### [What the task requires]
Find each line in the records below that contains the word "filename", and copy it out.

(Stored data)
-=-=-

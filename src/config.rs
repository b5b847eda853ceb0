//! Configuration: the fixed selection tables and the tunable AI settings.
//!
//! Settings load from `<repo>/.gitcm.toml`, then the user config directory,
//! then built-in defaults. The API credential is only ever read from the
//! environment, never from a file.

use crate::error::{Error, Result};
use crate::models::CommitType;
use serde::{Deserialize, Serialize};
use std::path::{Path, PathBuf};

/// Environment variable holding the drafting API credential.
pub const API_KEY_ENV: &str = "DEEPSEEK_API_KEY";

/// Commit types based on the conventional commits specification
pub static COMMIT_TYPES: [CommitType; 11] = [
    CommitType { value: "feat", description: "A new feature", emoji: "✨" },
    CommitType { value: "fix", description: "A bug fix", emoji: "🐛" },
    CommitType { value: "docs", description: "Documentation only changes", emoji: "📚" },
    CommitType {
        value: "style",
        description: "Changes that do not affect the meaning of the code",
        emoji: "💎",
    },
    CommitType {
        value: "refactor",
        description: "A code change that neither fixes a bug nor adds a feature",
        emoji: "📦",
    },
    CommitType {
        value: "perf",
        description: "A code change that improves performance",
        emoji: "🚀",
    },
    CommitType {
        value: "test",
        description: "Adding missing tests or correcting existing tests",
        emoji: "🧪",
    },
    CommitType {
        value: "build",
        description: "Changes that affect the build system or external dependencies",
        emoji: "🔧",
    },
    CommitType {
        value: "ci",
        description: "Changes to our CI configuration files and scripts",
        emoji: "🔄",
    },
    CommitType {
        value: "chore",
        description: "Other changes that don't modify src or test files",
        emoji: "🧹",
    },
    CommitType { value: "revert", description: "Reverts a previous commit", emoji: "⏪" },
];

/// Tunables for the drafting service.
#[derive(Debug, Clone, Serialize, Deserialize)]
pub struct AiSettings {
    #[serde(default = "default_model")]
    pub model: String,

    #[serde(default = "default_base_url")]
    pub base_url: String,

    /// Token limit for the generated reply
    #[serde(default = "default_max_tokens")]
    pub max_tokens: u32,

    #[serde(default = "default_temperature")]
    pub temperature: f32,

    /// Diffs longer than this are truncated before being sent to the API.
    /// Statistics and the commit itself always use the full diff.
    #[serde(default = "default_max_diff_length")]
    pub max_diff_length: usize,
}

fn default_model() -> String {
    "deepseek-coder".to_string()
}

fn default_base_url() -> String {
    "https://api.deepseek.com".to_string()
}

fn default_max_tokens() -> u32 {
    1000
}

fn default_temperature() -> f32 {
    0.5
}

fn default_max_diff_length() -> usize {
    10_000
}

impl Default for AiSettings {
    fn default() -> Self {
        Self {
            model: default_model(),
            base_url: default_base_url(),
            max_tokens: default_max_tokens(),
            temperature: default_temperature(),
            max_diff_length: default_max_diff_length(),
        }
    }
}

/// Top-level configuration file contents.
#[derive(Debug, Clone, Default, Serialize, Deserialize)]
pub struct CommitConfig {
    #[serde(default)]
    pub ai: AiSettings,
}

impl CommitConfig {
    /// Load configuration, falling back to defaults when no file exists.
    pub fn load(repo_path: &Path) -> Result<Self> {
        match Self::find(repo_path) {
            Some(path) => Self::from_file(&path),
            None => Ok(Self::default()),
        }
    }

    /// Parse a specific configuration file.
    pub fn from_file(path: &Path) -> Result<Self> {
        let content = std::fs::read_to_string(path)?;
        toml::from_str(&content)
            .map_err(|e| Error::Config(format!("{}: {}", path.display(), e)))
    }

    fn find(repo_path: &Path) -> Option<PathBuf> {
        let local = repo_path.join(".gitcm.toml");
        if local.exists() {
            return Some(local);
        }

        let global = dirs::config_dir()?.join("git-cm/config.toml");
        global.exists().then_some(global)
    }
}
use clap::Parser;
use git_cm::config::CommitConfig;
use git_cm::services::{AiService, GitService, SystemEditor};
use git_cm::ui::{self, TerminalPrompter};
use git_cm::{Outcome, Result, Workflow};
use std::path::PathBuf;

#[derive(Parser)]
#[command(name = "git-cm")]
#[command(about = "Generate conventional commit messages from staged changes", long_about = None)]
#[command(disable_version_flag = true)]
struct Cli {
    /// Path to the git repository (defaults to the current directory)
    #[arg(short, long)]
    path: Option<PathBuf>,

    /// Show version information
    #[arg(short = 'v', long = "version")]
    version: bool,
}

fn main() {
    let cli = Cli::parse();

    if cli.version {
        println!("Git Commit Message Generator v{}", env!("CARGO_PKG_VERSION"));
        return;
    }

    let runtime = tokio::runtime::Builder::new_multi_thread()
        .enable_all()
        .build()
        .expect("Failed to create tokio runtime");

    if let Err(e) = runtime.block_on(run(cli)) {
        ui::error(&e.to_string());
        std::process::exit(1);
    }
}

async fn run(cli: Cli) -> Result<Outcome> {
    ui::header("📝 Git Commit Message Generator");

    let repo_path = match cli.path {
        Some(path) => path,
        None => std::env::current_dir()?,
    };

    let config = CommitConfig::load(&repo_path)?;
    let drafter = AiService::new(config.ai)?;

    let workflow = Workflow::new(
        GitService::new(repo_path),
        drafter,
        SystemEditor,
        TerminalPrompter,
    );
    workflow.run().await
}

-=-=-

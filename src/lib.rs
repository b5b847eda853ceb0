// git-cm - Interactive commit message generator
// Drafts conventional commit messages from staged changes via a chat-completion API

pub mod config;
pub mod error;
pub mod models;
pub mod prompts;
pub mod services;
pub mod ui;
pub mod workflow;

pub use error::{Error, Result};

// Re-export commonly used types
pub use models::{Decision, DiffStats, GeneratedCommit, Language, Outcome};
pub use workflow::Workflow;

-=-=-

### [Output of the task]
filename src/config.rs
filename src/lib.rs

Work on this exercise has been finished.